**ASSIGNMENT**: Each line that contains the word "GeneralEvent" is to be copied from the records below.

↓

//! Structured logging integration for events
//!
//! Library crates never print; they emit `AppEvent`s. This module turns each
//! event into a tracing record with structured fields.

use cpkg_events::{AppEvent, BuildEvent, GeneralEvent};
use tracing::{debug, error, info, warn};

/// Log an `AppEvent` through tracing
pub fn log_event_with_tracing(event: &AppEvent) {
    match event {
        AppEvent::General(general) => log_general_event(general),
        AppEvent::Build(build) => log_build_event(build),
    }
}

fn log_general_event(event: &GeneralEvent) {
    match event {
        GeneralEvent::Warning { message } => {
            warn!(target: "cpkg::events::general", "{message}");
        }
    }
}

fn log_build_event(event: &BuildEvent) {
    match event {
        BuildEvent::SessionStarted {
            session_id,
            package,
            package_id,
        } => {
            info!(
                target: "cpkg::events::build",
                session_id = %session_id,
                package = %package,
                package_id = %package_id,
                "Build started"
            );
        }
        BuildEvent::PhaseStarted { session_id, phase } => {
            info!(
                target: "cpkg::events::build",
                session_id = %session_id,
                phase = %phase,
                "Phase started"
            );
        }
        BuildEvent::PhaseCompleted {
            session_id,
            phase,
            duration,
        } => {
            info!(
                target: "cpkg::events::build",
                session_id = %session_id,
                phase = %phase,
                duration = ?duration,
                "Phase completed"
            );
        }
        BuildEvent::CommandStarted {
            session_id,
            command,
            working_dir,
        } => {
            debug!(
                target: "cpkg::events::build",
                session_id = %session_id,
                command = %command,
                working_dir = %working_dir.display(),
                "Command started"
            );
        }
        BuildEvent::CommandCompleted {
            session_id,
            command,
            exit_code,
            duration,
        } => {
            debug!(
                target: "cpkg::events::build",
                session_id = %session_id,
                command = %command,
                exit_code = ?exit_code,
                duration = ?duration,
                "Command completed"
            );
        }
        BuildEvent::SourceFetched {
            session_id,
            url,
            path,
        } => {
            info!(
                target: "cpkg::events::build",
                session_id = %session_id,
                url = %url,
                path = %path.display(),
                "Source fetched"
            );
        }
        BuildEvent::PatchApplied {
            session_id,
            file,
            anchor,
            occurrences,
        } => {
            info!(
                target: "cpkg::events::build",
                session_id = %session_id,
                file = %file.display(),
                anchor = %anchor,
                occurrences = occurrences,
                "Patch applied"
            );
        }
        BuildEvent::GeneratorWritten { session_id, path } => {
            debug!(
                target: "cpkg::events::build",
                session_id = %session_id,
                path = %path.display(),
                "Generator written"
            );
        }
        BuildEvent::FileCollision {
            session_id,
            destination,
            replaced,
            winner,
        } => {
            warn!(
                target: "cpkg::events::build",
                session_id = %session_id,
                destination = %destination.display(),
                replaced = %replaced.display(),
                winner = %winner.display(),
                "Packaged file overwritten"
            );
        }
        BuildEvent::ArtifactsCollected {
            session_id,
            headers,
            archives,
        } => {
            info!(
                target: "cpkg::events::build",
                session_id = %session_id,
                headers = headers,
                archives = archives,
                "Artifacts collected"
            );
        }
        BuildEvent::Completed {
            session_id,
            package,
            package_dir,
            duration,
        } => {
            info!(
                target: "cpkg::events::build",
                session_id = %session_id,
                package = %package,
                package_dir = %package_dir.display(),
                duration = ?duration,
                "Build completed"
            );
        }
        BuildEvent::Failed {
            session_id,
            package,
            phase,
            failure,
        } => {
            error!(
                target: "cpkg::events::build",
                session_id = %session_id,
                package = %package,
                phase = ?phase,
                retryable = failure.retryable,
                code = ?failure.code,
                error = %failure.message,
                hint = ?failure.hint,
                "Build failed"
            );
        }
    }
}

↑

**OUTPUT FOR THIS EXERCISE**:
use cpkg_events::{AppEvent, BuildEvent, GeneralEvent};
fn log_general_event(event: &GeneralEvent) {
        GeneralEvent::Warning { message } => {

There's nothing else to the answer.